*** DATA SUPPLIED ***

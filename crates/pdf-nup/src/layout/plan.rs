//! Sheet planning: which source page goes into which slot of which sheet

use super::{fit, is_positive, placements_on};
use crate::options::NupOptions;
use crate::types::{FitTransform, Layout, NupError, NupStatistics, Placement, Result};

/// One filled slot on an output sheet
#[derive(Debug, Clone, PartialEq)]
#[cfg_attr(feature = "serde", derive(serde::Serialize, serde::Deserialize))]
pub struct SlotPlan {
    /// Slot index within the sheet (reading order)
    pub slot: usize,
    /// 0-based index of the source page drawn here
    pub source_index: usize,
    /// The cell reserved for this slot
    pub cell: Placement,
    pub transform: FitTransform,
    /// Where the scaled page actually lands
    pub drawn: Placement,
}

/// Everything needed to draw one output sheet
#[derive(Debug, Clone, PartialEq)]
#[cfg_attr(feature = "serde", derive(serde::Serialize, serde::Deserialize))]
pub struct SheetPlan {
    pub index: usize,
    pub width: f32,
    pub height: f32,
    /// Filled slots only; trailing empty slots are omitted
    pub slots: Vec<SlotPlan>,
}

/// Number of output sheets for a source page count
pub fn output_page_count(source_pages: usize, layout: Layout) -> usize {
    source_pages.div_ceil(layout.pages_per_sheet())
}

/// Plan every output sheet for the given source page sizes.
///
/// All sizes are validated before any fitting happens, so a degenerate page
/// fails the whole plan with its 1-based page number.
pub fn plan_sheets(page_sizes: &[(f32, f32)], options: &NupOptions) -> Result<Vec<SheetPlan>> {
    if let Some((index, &(width, height))) = page_sizes
        .iter()
        .enumerate()
        .find(|(_, (w, h))| !is_positive(*w) || !is_positive(*h))
    {
        return Err(NupError::InvalidPageGeometry {
            page: Some(index + 1),
            width,
            height,
        });
    }

    let pages_per_sheet = options.layout.pages_per_sheet();
    let (sheet_width, sheet_height) = options.sheet_dimensions();
    let cells = placements_on(
        options.layout,
        options.spacing,
        options.orientation,
        options.paper_size,
    );
    let sheet_count = output_page_count(page_sizes.len(), options.layout);

    let mut sheets = Vec::with_capacity(sheet_count);
    for sheet_index in 0..sheet_count {
        let mut slots = Vec::with_capacity(pages_per_sheet);

        for (slot, cell) in cells.iter().enumerate() {
            let source_index = sheet_index * pages_per_sheet + slot;
            let Some(&(page_width, page_height)) = page_sizes.get(source_index) else {
                break;
            };

            let transform = fit(page_width, page_height, cell.width, cell.height)?;
            slots.push(SlotPlan {
                slot,
                source_index,
                cell: *cell,
                transform,
                drawn: transform.drawn_rect(cell, page_width, page_height),
            });
        }

        sheets.push(SheetPlan {
            index: sheet_index,
            width: sheet_width,
            height: sheet_height,
            slots,
        });
    }

    Ok(sheets)
}

/// Calculate statistics for a composition
pub fn calculate_statistics(source_pages: usize, layout: Layout) -> NupStatistics {
    let pages_per_sheet = layout.pages_per_sheet();
    let output_sheets = output_page_count(source_pages, layout);

    NupStatistics {
        source_pages,
        pages_per_sheet,
        output_sheets,
        empty_slots: output_sheets * pages_per_sheet - source_pages,
    }
}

*** End of DATA SUPPLIED ***

WHAT YOU HAVE TO DO
Provide a faithful, complete copy of the entries above.

COMPLETED TASK
filename crates/pdf-nup/src/layout/plan.rs
//! Sheet planning: which source page goes into which slot of which sheet

use super::{fit, is_positive, placements_on};
use crate::options::NupOptions;
use crate::types::{FitTransform, Layout, NupError, NupStatistics, Placement, Result};

/// One filled slot on an output sheet
#[derive(Debug, Clone, PartialEq)]
#[cfg_attr(feature = "serde", derive(serde::Serialize, serde::Deserialize))]
pub struct SlotPlan {
    /// Slot index within the sheet (reading order)
    pub slot: usize,
    /// 0-based index of the source page drawn here
    pub source_index: usize,
    /// The cell reserved for this slot
    pub cell: Placement,
    pub transform: FitTransform,
    /// Where the scaled page actually lands
    pub drawn: Placement,
}

/// Everything needed to draw one output sheet
#[derive(Debug, Clone, PartialEq)]
#[cfg_attr(feature = "serde", derive(serde::Serialize, serde::Deserialize))]
pub struct SheetPlan {
    pub index: usize,
    pub width: f32,
    pub height: f32,
    /// Filled slots only; trailing empty slots are omitted
    pub slots: Vec<SlotPlan>,
}

/// Number of output sheets for a source page count
pub fn output_page_count(source_pages: usize, layout: Layout) -> usize {
    source_pages.div_ceil(layout.pages_per_sheet())
}

/// Plan every output sheet for the given source page sizes.
///
/// All sizes are validated before any fitting happens, so a degenerate page
/// fails the whole plan with its 1-based page number.
pub fn plan_sheets(page_sizes: &[(f32, f32)], options: &NupOptions) -> Result<Vec<SheetPlan>> {
    if let Some((index, &(width, height))) = page_sizes
        .iter()
        .enumerate()
        .find(|(_, (w, h))| !is_positive(*w) || !is_positive(*h))
    {
        return Err(NupError::InvalidPageGeometry {
            page: Some(index + 1),
            width,
            height,
        });
    }

    let pages_per_sheet = options.layout.pages_per_sheet();
    let (sheet_width, sheet_height) = options.sheet_dimensions();
    let cells = placements_on(
        options.layout,
        options.spacing,
        options.orientation,
        options.paper_size,
    );
    let sheet_count = output_page_count(page_sizes.len(), options.layout);

    let mut sheets = Vec::with_capacity(sheet_count);
    for sheet_index in 0..sheet_count {
        let mut slots = Vec::with_capacity(pages_per_sheet);

        for (slot, cell) in cells.iter().enumerate() {
            let source_index = sheet_index * pages_per_sheet + slot;
            let Some(&(page_width, page_height)) = page_sizes.get(source_index) else {
                break;
            };

            let transform = fit(page_width, page_height, cell.width, cell.height)?;
            slots.push(SlotPlan {
                slot,
                source_index,
                cell: *cell,
                transform,
                drawn: transform.drawn_rect(cell, page_width, page_height),
            });
        }

        sheets.push(SheetPlan {
            index: sheet_index,
            width: sheet_width,
            height: sheet_height,
            slots,
        });
    }

    Ok(sheets)
}

/// Calculate statistics for a composition
pub fn calculate_statistics(source_pages: usize, layout: Layout) -> NupStatistics {
    let pages_per_sheet = layout.pages_per_sheet();
    let output_sheets = output_page_count(source_pages, layout);

    NupStatistics {
        source_pages,
        pages_per_sheet,
        output_sheets,
        empty_slots: output_sheets * pages_per_sheet - source_pages,
    }
}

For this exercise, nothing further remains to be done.